### Work to complete
Please write every entry out again, exactly as it reads below.

### Given records
impl Executive {
    /// A fresh executive with no jobs yet, using `retry_policy` for
    /// transient transport failures.
    pub fn new(retry_policy: RetryPolicy) -> Executive {
        Executive {
            jobs: parking_lot::Mutex::new(HashMap::new()),
            cancelled: AtomicBool::new(false),
            messages: Arc::new(MessageStore::new()),
            retry_policy,
            trace_ctx: None,
        }
    }

    /// A fresh executive that records one span per job under `trace_ctx`,
    /// for a collector to reconstruct this query's timeline.
    pub fn with_trace_context(retry_policy: RetryPolicy, trace_ctx: SpanContext) -> Executive {
        Executive {
            trace_ctx: Some(trace_ctx),
            ..Executive::new(retry_policy)
        }
    }

    /// The query-scoped message store, for callers (e.g. the result
    /// merger) that also need to record events against this query.
    pub fn messages(&self) -> Arc<MessageStore> {
        Arc::clone(&self.messages)
    }

    /// Whether the query has been cancelled.
    pub fn is_cancelled(&self) -> bool {
        self.cancelled.load(Ordering::SeqCst)
    }

    /// Register a new job for `(chunk_id, fragment_index)`, addressed at
    /// `resource`.
    pub fn add_job(&self, chunk_id: i32, fragment_index: i32, resource: ResourceUnit) -> Arc<Job> {
        let job = Arc::new(Job {
            chunk_id,
            fragment_index,
            status: JobStatus::new(&resource),
            attempts: AtomicU32::new(0),
            re_provisioned: AtomicBool::new(false),
            span: SpanRecorder::new(
                self.trace_ctx.as_ref(),
                format!("dispatch.job.{chunk_id}.{fragment_index}"),
            ),
        });
        self.jobs.lock().insert((chunk_id, fragment_index), Arc::clone(&job));
        job
    }

    fn job(&self, chunk_id: i32, fragment_index: i32) -> Result<Arc<Job>, ExecutiveError> {
        self.jobs
            .lock()
            .get(&(chunk_id, fragment_index))
            .cloned()
            .context(NoSuchJobSnafu {
                chunk_id,
                fragment_index,
            })
    }

    /// Every job currently tracked, in no particular order.
    pub fn all_jobs(&self) -> Vec<Arc<Job>> {
        self.jobs.lock().values().cloned().collect()
    }

    /// Cooperatively cancel the whole query: every job still in flight
    /// moves to `Cancelled`, and all future transitions on any job become
    /// no-ops. Idempotent and safe to call concurrently with anything else.
    pub fn cancel(&self) {
        if self.cancelled.swap(true, Ordering::SeqCst) {
            return;
        }
        for job in self.jobs.lock().values() {
            if !job.status.state().is_terminal() {
                job.status.update(JobState::Cancelled, 0, "cancelled");
            }
        }
        self.messages.add_message(-1, 0, "query cancelled", Severity::Info);
    }

    fn guarded_update(&self, job: &Job, state: JobState, code: i32, desc: impl Into<String>) {
        if self.is_cancelled() {
            return;
        }
        let desc = desc.into();
        job.span.event(desc.clone());
        job.status.update(state, code, desc);
    }

    /// Begin provisioning the resource for a job: `Unknown -> Provision`.
    pub fn provision(&self, chunk_id: i32, fragment_index: i32) -> Result<(), ExecutiveError> {
        let job = self.job(chunk_id, fragment_index)?;
        job.attempts.fetch_add(1, Ordering::SeqCst);
        self.guarded_update(&job, JobState::Provision, 0, "provisioning");
        Ok(())
    }

    /// Deliver the result of a provision attempt. `success == false` means
    /// the resource was transiently unavailable (`PROVISION_NACK`); the
    /// dispatcher retries up to `max_provision_attempts` times before
    /// giving up with `PROVISION_ERROR`.
    pub fn provision_result(
        &self,
        chunk_id: i32,
        fragment_index: i32,
        success: bool,
        code: i32,
    ) -> Result<(), ExecutiveError> {
        let job = self.job(chunk_id, fragment_index)?;
        if self.is_cancelled() {
            return Ok(());
        }
        if success {
            self.guarded_update(&job, JobState::ProvisionOk, 0, "provisioned");
            self.messages.add_message(chunk_id, 0, "PROVISION_OK", Severity::Info);
            self.guarded_update(&job, JobState::Request, 0, "requesting");
            return Ok(());
        }

        self.guarded_update(&job, JobState::ProvisionNack, code, "resource unavailable");
        self.messages
            .add_message(chunk_id, code, "PROVISION_NACK", Severity::Info);
        if job.attempts() >= self.retry_policy.max_provision_attempts {
            self.guarded_update(&job, JobState::ProvisionError, code, "gave up provisioning");
            self.messages
                .add_message(chunk_id, code, "PROVISION_ERROR: retries exhausted", Severity::Error);
            warn!(chunk_id, fragment_index, "provisioning failed permanently");
        } else {
            self.provision(chunk_id, fragment_index)?;
            info!(chunk_id, fragment_index, attempt = job.attempts(), "retrying provision");
        }
        Ok(())
    }

    /// Deliver the result of submitting the request once provisioned.
    /// `TransportError::Request` with a retryable `code` causes one
    /// re-provision attempt; any other code is terminal for the job.
    pub fn request_result(
        &self,
        chunk_id: i32,
        fragment_index: i32,
        success: bool,
        code: i32,
    ) -> Result<(), ExecutiveError> {
        let job = self.job(chunk_id, fragment_index)?;
        if self.is_cancelled() {
            return Ok(());
        }
        if success {
            self.guarded_update(&job, JobState::ResponseReady, 0, "response ready");
            return Ok(());
        }

        self.guarded_update(&job, JobState::RequestError, code, "request failed");
        if self.retry_policy.is_retryable_request(code) && !job.re_provisioned.swap(true, Ordering::SeqCst) {
            self.messages
                .add_message(chunk_id, code, "REQUEST_ERROR: re-provisioning", Severity::Info);
            self.provision(chunk_id, fragment_index)?;
        } else {
            self.messages
                .add_message(chunk_id, code, "REQUEST_ERROR: terminal", Severity::Error);
        }
        Ok(())
    }

    /// Deliver one response data buffer (`RESPONSE_DATA`), or the terminal
    /// error if the transport reported a framing/MD5 problem.
    pub fn response_data(
        &self,
        chunk_id: i32,
        fragment_index: i32,
        error: Option<TransportError>,
    ) -> Result<(), ExecutiveError> {
        let job = self.job(chunk_id, fragment_index)?;
        if self.is_cancelled() {
            return Ok(());
        }
        match error {
            None => self.guarded_update(&job, JobState::ResponseData, 0, "data delivered"),
            Some(e) => {
                self.guarded_update(&job, JobState::ResponseDataError, 0, format!("{e:?}"));
                self.messages.add_message(
                    chunk_id,
                    0,
                    format!("RESPONSE_DATA_ERROR: {e:?}"),
                    Severity::Error,
                );
            }
        }
        Ok(())
    }

    /// Mark a job's response stream exhausted.
    pub fn response_done(&self, chunk_id: i32, fragment_index: i32) -> Result<(), ExecutiveError> {
        let job = self.job(chunk_id, fragment_index)?;
        self.guarded_update(&job, JobState::ResponseDone, 0, "response done");
        Ok(())
    }

    /// Deliver the result of the merger ingesting this job's rows.
    pub fn merge_result(&self, chunk_id: i32, fragment_index: i32, success: bool) -> Result<(), ExecutiveError> {
        let job = self.job(chunk_id, fragment_index)?;
        if self.is_cancelled() {
            return Ok(());
        }
        if success {
            self.guarded_update(&job, JobState::MergeOk, 0, "merged");
            self.guarded_update(&job, JobState::Complete, 0, "complete");
        } else {
            self.guarded_update(&job, JobState::MergeError, 0, "merge failed");
            self.messages.add_message(chunk_id, 0, "MERGE_ERROR", Severity::Error);
        }
        Ok(())
    }

    /// The first terminal error state among all jobs, if any — reported as
    /// the query's overall failure while the rest of the messages continue
    /// to accumulate until quiescence.
    pub fn first_error(&self) -> Option<JobState> {
        self.jobs
            .lock()
            .values()
            .map(|j| j.status.state())
            .find(|s| s.is_error())
    }

    /// Whether every job has reached a terminal state.
    pub fn is_quiescent(&self) -> bool {
        self.jobs.lock().values().all(|j| j.status.state().is_terminal())
    }
}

### Answer section
impl Executive {
    /// A fresh executive with no jobs yet, using `retry_policy` for
    /// transient transport failures.
    pub fn new(retry_policy: RetryPolicy) -> Executive {
        Executive {
            jobs: parking_lot::Mutex::new(HashMap::new()),
            cancelled: AtomicBool::new(false),
            messages: Arc::new(MessageStore::new()),
            retry_policy,
            trace_ctx: None,
        }
    }

    /// A fresh executive that records one span per job under `trace_ctx`,
    /// for a collector to reconstruct this query's timeline.
    pub fn with_trace_context(retry_policy: RetryPolicy, trace_ctx: SpanContext) -> Executive {
        Executive {
            trace_ctx: Some(trace_ctx),
            ..Executive::new(retry_policy)
        }
    }

    /// The query-scoped message store, for callers (e.g. the result
    /// merger) that also need to record events against this query.
    pub fn messages(&self) -> Arc<MessageStore> {
        Arc::clone(&self.messages)
    }

    /// Whether the query has been cancelled.
    pub fn is_cancelled(&self) -> bool {
        self.cancelled.load(Ordering::SeqCst)
    }

    /// Register a new job for `(chunk_id, fragment_index)`, addressed at
    /// `resource`.
    pub fn add_job(&self, chunk_id: i32, fragment_index: i32, resource: ResourceUnit) -> Arc<Job> {
        let job = Arc::new(Job {
            chunk_id,
            fragment_index,
            status: JobStatus::new(&resource),
            attempts: AtomicU32::new(0),
            re_provisioned: AtomicBool::new(false),
            span: SpanRecorder::new(
                self.trace_ctx.as_ref(),
                format!("dispatch.job.{chunk_id}.{fragment_index}"),
            ),
        });
        self.jobs.lock().insert((chunk_id, fragment_index), Arc::clone(&job));
        job
    }

    fn job(&self, chunk_id: i32, fragment_index: i32) -> Result<Arc<Job>, ExecutiveError> {
        self.jobs
            .lock()
            .get(&(chunk_id, fragment_index))
            .cloned()
            .context(NoSuchJobSnafu {
                chunk_id,
                fragment_index,
            })
    }

    /// Every job currently tracked, in no particular order.
    pub fn all_jobs(&self) -> Vec<Arc<Job>> {
        self.jobs.lock().values().cloned().collect()
    }

    /// Cooperatively cancel the whole query: every job still in flight
    /// moves to `Cancelled`, and all future transitions on any job become
    /// no-ops. Idempotent and safe to call concurrently with anything else.
    pub fn cancel(&self) {
        if self.cancelled.swap(true, Ordering::SeqCst) {
            return;
        }
        for job in self.jobs.lock().values() {
            if !job.status.state().is_terminal() {
                job.status.update(JobState::Cancelled, 0, "cancelled");
            }
        }
        self.messages.add_message(-1, 0, "query cancelled", Severity::Info);
    }

    fn guarded_update(&self, job: &Job, state: JobState, code: i32, desc: impl Into<String>) {
        if self.is_cancelled() {
            return;
        }
        let desc = desc.into();
        job.span.event(desc.clone());
        job.status.update(state, code, desc);
    }

    /// Begin provisioning the resource for a job: `Unknown -> Provision`.
    pub fn provision(&self, chunk_id: i32, fragment_index: i32) -> Result<(), ExecutiveError> {
        let job = self.job(chunk_id, fragment_index)?;
        job.attempts.fetch_add(1, Ordering::SeqCst);
        self.guarded_update(&job, JobState::Provision, 0, "provisioning");
        Ok(())
    }

    /// Deliver the result of a provision attempt. `success == false` means
    /// the resource was transiently unavailable (`PROVISION_NACK`); the
    /// dispatcher retries up to `max_provision_attempts` times before
    /// giving up with `PROVISION_ERROR`.
    pub fn provision_result(
        &self,
        chunk_id: i32,
        fragment_index: i32,
        success: bool,
        code: i32,
    ) -> Result<(), ExecutiveError> {
        let job = self.job(chunk_id, fragment_index)?;
        if self.is_cancelled() {
            return Ok(());
        }
        if success {
            self.guarded_update(&job, JobState::ProvisionOk, 0, "provisioned");
            self.messages.add_message(chunk_id, 0, "PROVISION_OK", Severity::Info);
            self.guarded_update(&job, JobState::Request, 0, "requesting");
            return Ok(());
        }

        self.guarded_update(&job, JobState::ProvisionNack, code, "resource unavailable");
        self.messages
            .add_message(chunk_id, code, "PROVISION_NACK", Severity::Info);
        if job.attempts() >= self.retry_policy.max_provision_attempts {
            self.guarded_update(&job, JobState::ProvisionError, code, "gave up provisioning");
            self.messages
                .add_message(chunk_id, code, "PROVISION_ERROR: retries exhausted", Severity::Error);
            warn!(chunk_id, fragment_index, "provisioning failed permanently");
        } else {
            self.provision(chunk_id, fragment_index)?;
            info!(chunk_id, fragment_index, attempt = job.attempts(), "retrying provision");
        }
        Ok(())
    }

    /// Deliver the result of submitting the request once provisioned.
    /// `TransportError::Request` with a retryable `code` causes one
    /// re-provision attempt; any other code is terminal for the job.
    pub fn request_result(
        &self,
        chunk_id: i32,
        fragment_index: i32,
        success: bool,
        code: i32,
    ) -> Result<(), ExecutiveError> {
        let job = self.job(chunk_id, fragment_index)?;
        if self.is_cancelled() {
            return Ok(());
        }
        if success {
            self.guarded_update(&job, JobState::ResponseReady, 0, "response ready");
            return Ok(());
        }

        self.guarded_update(&job, JobState::RequestError, code, "request failed");
        if self.retry_policy.is_retryable_request(code) && !job.re_provisioned.swap(true, Ordering::SeqCst) {
            self.messages
                .add_message(chunk_id, code, "REQUEST_ERROR: re-provisioning", Severity::Info);
            self.provision(chunk_id, fragment_index)?;
        } else {
            self.messages
                .add_message(chunk_id, code, "REQUEST_ERROR: terminal", Severity::Error);
        }
        Ok(())
    }

    /// Deliver one response data buffer (`RESPONSE_DATA`), or the terminal
    /// error if the transport reported a framing/MD5 problem.
    pub fn response_data(
        &self,
        chunk_id: i32,
        fragment_index: i32,
        error: Option<TransportError>,
    ) -> Result<(), ExecutiveError> {
        let job = self.job(chunk_id, fragment_index)?;
        if self.is_cancelled() {
            return Ok(());
        }
        match error {
            None => self.guarded_update(&job, JobState::ResponseData, 0, "data delivered"),
            Some(e) => {
                self.guarded_update(&job, JobState::ResponseDataError, 0, format!("{e:?}"));
                self.messages.add_message(
                    chunk_id,
                    0,
                    format!("RESPONSE_DATA_ERROR: {e:?}"),
                    Severity::Error,
                );
            }
        }
        Ok(())
    }

    /// Mark a job's response stream exhausted.
    pub fn response_done(&self, chunk_id: i32, fragment_index: i32) -> Result<(), ExecutiveError> {
        let job = self.job(chunk_id, fragment_index)?;
        self.guarded_update(&job, JobState::ResponseDone, 0, "response done");
        Ok(())
    }

    /// Deliver the result of the merger ingesting this job's rows.
    pub fn merge_result(&self, chunk_id: i32, fragment_index: i32, success: bool) -> Result<(), ExecutiveError> {
        let job = self.job(chunk_id, fragment_index)?;
        if self.is_cancelled() {
            return Ok(());
        }
        if success {
            self.guarded_update(&job, JobState::MergeOk, 0, "merged");
            self.guarded_update(&job, JobState::Complete, 0, "complete");
        } else {
            self.guarded_update(&job, JobState::MergeError, 0, "merge failed");
            self.messages.add_message(chunk_id, 0, "MERGE_ERROR", Severity::Error);
        }
        Ok(())
    }

    /// The first terminal error state among all jobs, if any — reported as
    /// the query's overall failure while the rest of the messages continue
    /// to accumulate until quiescence.
    pub fn first_error(&self) -> Option<JobState> {
        self.jobs
            .lock()
            .values()
            .map(|j| j.status.state())
            .find(|s| s.is_error())
    }

    /// Whether every job has reached a terminal state.
    pub fn is_quiescent(&self) -> bool {
        self.jobs.lock().values().all(|j| j.status.state().is_terminal())
    }
}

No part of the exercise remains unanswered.